It was the 12th of September in 2001, the day after the 11th, and I was driving to work to fill a newspaper with followups. I lived Alameda County, California, and every day I crossed a minor mountain pass and descended into the wall-to-wall sprawl of Silicon Valley at Fremont, a burb that became a city of 200,000 people.
It was the same view I’d seen a hundred mornings before, but this time it was different. As I wondered what could’ve possibly possessed those clowns to fly jetliners into skyscrapers, I didn’t see Silicon Valley’s smog-inducing sea of sameness. This time I saw an ocean of ingenuity in all those office parks: people designing faster microchips, gleaning the secrets of DNA, making manufacturers more efficient.
I’ll grant you those 19 guys were clever, daring and devoted to a cause. And there probably were thousands more just like them scattered around the globe. But they were outnumbered 50-to-1 in Silicon Valley alone, and the Silicon Valley types were building stuff, not blowing it up.
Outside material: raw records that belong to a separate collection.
//! Traffic-shifting deployment strategies and alarm definitions.

use serde::{Deserialize, Serialize};
use serde_json::{Value, json};
use std::time::Duration;

use crate::{Error, Result};

/// How traffic moves from the old function version to the new one.
#[derive(Debug, Clone, Copy, PartialEq, Eq, Serialize, Deserialize)]
pub enum DeploymentStrategy {
    /// Shift all traffic at once.
    AllAtOnce,
    /// Shift `percent` first, the rest after `interval_minutes`.
    Canary { percent: u8, interval_minutes: u32 },
    /// Shift `percent` more every `interval_minutes`.
    Linear { percent: u8, interval_minutes: u32 },
}

impl DeploymentStrategy {
    pub const CANARY_10PERCENT_5MINUTES: Self = Self::Canary {
        percent: 10,
        interval_minutes: 5,
    };

    pub fn validate(&self) -> Result<()> {
        match *self {
            Self::AllAtOnce => Ok(()),
            Self::Canary {
                percent,
                interval_minutes,
            }
            | Self::Linear {
                percent,
                interval_minutes,
            } => {
                if percent == 0 || percent >= 100 {
                    return Err(Error::InvalidInput(format!(
                        "traffic percentage must be between 1 and 99, got {percent}"
                    )));
                }
                if interval_minutes == 0 {
                    return Err(Error::InvalidInput(
                        "traffic shifting interval must be at least one minute".to_string(),
                    ));
                }
                Ok(())
            }
        }
    }

    /// Name of the matching CodeDeploy predefined config, if one exists.
    pub fn predefined_name(&self) -> Option<&'static str> {
        match *self {
            Self::AllAtOnce => Some("CodeDeployDefault.LambdaAllAtOnce"),
            Self::Canary {
                percent: 10,
                interval_minutes,
            } => match interval_minutes {
                5 => Some("CodeDeployDefault.LambdaCanary10Percent5Minutes"),
                10 => Some("CodeDeployDefault.LambdaCanary10Percent10Minutes"),
                15 => Some("CodeDeployDefault.LambdaCanary10Percent15Minutes"),
                30 => Some("CodeDeployDefault.LambdaCanary10Percent30Minutes"),
                _ => None,
            },
            Self::Linear {
                percent: 10,
                interval_minutes,
            } => match interval_minutes {
                1 => Some("CodeDeployDefault.LambdaLinear10PercentEvery1Minute"),
                2 => Some("CodeDeployDefault.LambdaLinear10PercentEvery2Minutes"),
                3 => Some("CodeDeployDefault.LambdaLinear10PercentEvery3Minutes"),
                10 => Some("CodeDeployDefault.LambdaLinear10PercentEvery10Minutes"),
                _ => None,
            },
            _ => None,
        }
    }

    /// `TrafficRoutingConfig` for a custom `AWS::CodeDeploy::DeploymentConfig`.
    pub fn traffic_routing_config(&self) -> Value {
        match *self {
            Self::AllAtOnce => json!({ "Type": "AllAtOnce" }),
            Self::Canary {
                percent,
                interval_minutes,
            } => json!({
                "Type": "TimeBasedCanary",
                "TimeBasedCanary": {
                    "CanaryPercentage": percent,
                    "CanaryInterval": interval_minutes
                }
            }),
            Self::Linear {
                percent,
                interval_minutes,
            } => json!({
                "Type": "TimeBasedLinear",
                "TimeBasedLinear": {
                    "LinearPercentage": percent,
                    "LinearInterval": interval_minutes
                }
            }),
        }
    }

    /// The sequence of traffic shifts this strategy performs.
    pub fn steps(&self) -> Vec<CanaryStep> {
        match *self {
            Self::AllAtOnce => vec![CanaryStep {
                traffic_percent: 100,
                duration: None,
            }],
            Self::Canary {
                percent,
                interval_minutes,
            } => vec![
                CanaryStep {
                    traffic_percent: percent,
                    duration: Some(Duration::from_secs(u64::from(interval_minutes) * 60)),
                },
                CanaryStep {
                    traffic_percent: 100,
                    duration: None,
                },
            ],
            Self::Linear {
                percent,
                interval_minutes,
            } => {
                let mut steps = Vec::new();
                let mut traffic = 0u8;
                while traffic < 100 {
                    traffic = traffic.saturating_add(percent).min(100);
                    steps.push(CanaryStep {
                        traffic_percent: traffic,
                        duration: (traffic < 100)
                            .then(|| Duration::from_secs(u64::from(interval_minutes) * 60)),
                    });
                    if percent == 0 {
                        break;
                    }
                }
                steps
            }
        }
    }
}

impl std::fmt::Display for DeploymentStrategy {
    fn fmt(&self, f: &mut std::fmt::Formatter<'_>) -> std::fmt::Result {
        match self {
            Self::AllAtOnce => write!(f, "all-at-once"),
            Self::Canary {
                percent,
                interval_minutes,
            } => write!(f, "canary {percent}% then 100% after {interval_minutes}m"),
            Self::Linear {
                percent,
                interval_minutes,
            } => write!(f, "linear {percent}% every {interval_minutes}m"),
        }
    }
}

/// A step in a traffic-shifting deployment.
#[derive(Debug, Clone, PartialEq, Eq, Serialize, Deserialize)]
pub struct CanaryStep {
    /// Share of traffic on the new version after this step.
    pub traffic_percent: u8,
    /// Observation window before the next step.
    pub duration: Option<Duration>,
}

/// Which deployment outcomes roll the alias back.
#[derive(Debug, Clone, Copy, PartialEq, Eq, Serialize, Deserialize)]
pub struct AutoRollback {
    pub failed_deployment: bool,
    pub stopped_deployment: bool,
    pub deployment_in_alarm: bool,
}

impl Default for AutoRollback {
    fn default() -> Self {
        Self {
            failed_deployment: true,
            stopped_deployment: false,
            deployment_in_alarm: true,
        }
    }
}

impl AutoRollback {
    /// CodeDeploy rollback event names.
    pub fn events(&self) -> Vec<&'static str> {
        let mut events = Vec::new();
        if self.failed_deployment {
            events.push("DEPLOYMENT_FAILURE");
        }
        if self.stopped_deployment {
            events.push("DEPLOYMENT_STOP_ON_REQUEST");
        }
        if self.deployment_in_alarm {
            events.push("DEPLOYMENT_STOP_ON_ALARM");
        }
        events
    }

    pub fn to_config(&self) -> Value {
        let events = self.events();
        json!({
            "Enabled": !events.is_empty(),
            "Events": events
        })
    }
}

/// How an alarm treats periods without data points.
#[derive(Debug, Clone, Copy, PartialEq, Eq, Serialize, Deserialize)]
#[serde(rename_all = "camelCase")]
pub enum TreatMissingData {
    Breaching,
    NotBreaching,
    Ignore,
    Missing,
}

impl TreatMissingData {
    pub fn as_str(&self) -> &'static str {
        match self {
            TreatMissingData::Breaching => "breaching",
            TreatMissingData::NotBreaching => "notBreaching",
            TreatMissingData::Ignore => "ignore",
            TreatMissingData::Missing => "missing",
        }
    }
}

#[derive(Debug, Clone, Copy, PartialEq, Eq, Serialize, Deserialize)]
pub enum ComparisonOperator {
    GreaterThanOrEqualToThreshold,
    GreaterThanThreshold,
    LessThanThreshold,
    LessThanOrEqualToThreshold,
}

impl ComparisonOperator {
    pub fn as_str(&self) -> &'static str {
        match self {
            ComparisonOperator::GreaterThanOrEqualToThreshold => "GreaterThanOrEqualToThreshold",
            ComparisonOperator::GreaterThanThreshold => "GreaterThanThreshold",
            ComparisonOperator::LessThanThreshold => "LessThanThreshold",
            ComparisonOperator::LessThanOrEqualToThreshold => "LessThanOrEqualToThreshold",
        }
    }
}

/// Evaluation settings of a metric alarm.
#[derive(Debug, Clone, PartialEq, Serialize, Deserialize)]
pub struct AlarmSpec {
    pub period: Duration,
    pub threshold: f64,
    pub evaluation_periods: u32,
    pub comparison_operator: ComparisonOperator,
    pub treat_missing_data: TreatMissingData,
    pub statistic: String,
}

impl AlarmSpec {
    /// One or more errors within a single one-minute window.
    pub fn server_errors_per_minute() -> Self {
        Self {
            period: Duration::from_secs(60),
            threshold: 1.0,
            evaluation_periods: 1,
            comparison_operator: ComparisonOperator::GreaterThanOrEqualToThreshold,
            treat_missing_data: TreatMissingData::NotBreaching,
            statistic: "Sum".to_string(),
        }
    }

    pub fn validate(&self) -> Result<()> {
        let secs = self.period.as_secs();
        if secs == 0 || (secs >= 60 && secs % 60 != 0) || (secs < 60 && ![10, 30].contains(&secs))
        {
            return Err(Error::InvalidInput(format!(
                "alarm period must be 10s, 30s or a multiple of 60s, got {secs}s"
            )));
        }
        if self.evaluation_periods == 0 {
            return Err(Error::InvalidInput(
                "alarm needs at least one evaluation period".to_string(),
            ));
        }
        if !self.threshold.is_finite() {
            return Err(Error::InvalidInput("alarm threshold must be finite".to_string()));
        }
        Ok(())
    }
}
//! EventBridge rule patterns and target inputs.

use derive_more::Display;
use pipestack_core::{Error, Result};
use serde::{Deserialize, Serialize};
use serde_json::{Value, json};
use std::collections::BTreeMap;

/// A value extracted from the matched event, e.g.
/// `$.detail.execution-result.external-execution-url`.
///
/// Formatting a field yields the `<key>` placeholder an input template uses.
#[derive(Debug, Clone, PartialEq, Eq, Serialize, Deserialize, Display)]
#[display("<{key}>")]
pub struct EventField {
    pub path: String,
    pub key: String,
}

impl EventField {
    pub fn from_path(path: impl Into<String>) -> Result<Self> {
        let path = path.into();
        if !path.starts_with('$') {
            return Err(Error::InvalidInput(format!(
                "event path '{path}' must start with '$'"
            )));
        }
        let key: String = path
            .rsplit('.')
            .next()
            .unwrap_or_default()
            .chars()
            .filter(|c| c.is_ascii_alphanumeric() || *c == '_' || *c == '-')
            .collect();
        if key.is_empty() {
            return Err(Error::InvalidInput(format!(
                "event path '{path}' does not name a field"
            )));
        }
        Ok(Self { path, key })
    }
}

/// The input delivered to a rule target.
#[derive(Debug, Clone, PartialEq, Serialize, Deserialize)]
pub struct RuleTargetInput {
    pub input_paths_map: BTreeMap<String, String>,
    pub input_template: String,
}

impl RuleTargetInput {
    /// A plain-text message; `fields` are the [`EventField`]s formatted into
    /// `text`.
    pub fn from_text(text: &str, fields: &[EventField]) -> Result<Self> {
        let mut input_paths_map = BTreeMap::new();
        for field in fields {
            if let Some(existing) = input_paths_map.get(&field.key) {
                if existing != &field.path {
                    return Err(Error::Conflict(format!(
                        "event fields '{existing}' and '{}' share the key '{}'",
                        field.path, field.key
                    )));
                }
            }
            if !text.contains(&field.to_string()) {
                return Err(Error::InvalidInput(format!(
                    "event field '{}' does not appear in the message",
                    field.path
                )));
            }
            input_paths_map.insert(field.key.clone(), field.path.clone());
        }

        Ok(Self {
            input_paths_map,
            input_template: serde_json::to_string(text)?,
        })
    }

    /// `InputTransformer` property of an `AWS::Events::Rule` target.
    pub fn to_input_transformer(&self) -> Value {
        json!({
            "InputPathsMap": self.input_paths_map,
            "InputTemplate": self.input_template
        })
    }
}

/// Pattern matching a state change of one pipeline action.
pub fn action_state_change_pattern(
    pipeline_arn: Value,
    stage: &str,
    action: &str,
    state: &str,
) -> Value {
    json!({
        "source": ["aws.codepipeline"],
        "resources": [pipeline_arn],
        "detail-type": ["CodePipeline Action Execution State Change"],
        "detail": {
            "stage": [stage],
            "action": [action],
            "state": [state]
        }
    })
}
The lesson of human history is that the builders keep building and the bomb-throwers get blown up. That was the world I saw that morning on my way to work.
In America, we build. Not just houses, factories and fast-food joints. We build ourselves.
We’ve gotten ourselves into terrible jams in the 235 years since the Founders signed the Declaration of Independence. A Civil War, a Great Depression, two World Wars. Today gutsy young Americans are dodging bullets on our behalf, just as they’ve done in all our wars.
I’m not into simplistic, flag-waving patriotism that hollers “my country, right or wrong.” Everybody loves their country, which makes us all easy prey for politicians who’d use our affection for our homeland to fight their ill-advised wars. I’m even a little embarrassed by fireworks when I think of all the people who’ve huddled in bomb shelters as American-made rockets rained down on their neighborhoods.
Yeah, the history books are full of our nation’s screw-ups. We owned slaves, we wiped out Indian tribes. Up until about 1965, liberty meant “you’re free if you’re white.”
Two generations later, descendants of slaves are among our most popular personalities, and our president is a half-African with “Hussein” for a middle name. Try to imagine another country with 300 million citizens where that could happen.
We were the country that dumped monarchy into history’s landfill. We proved that people could elect their own leaders and build a productive, prosperous society despite all the divisions — religion, ethnicity, class — that bedevil us. Making racism obsolete will be our gift to the world. We’re not there yet, but it seems doable.
On paper my prospects are grim: 49 years old with no job and a home-based business built mainly on a suspicion that I can make it work. Yet that’s what makes me proud to be an American on this Fourth of July — that the impossible just seems doable here.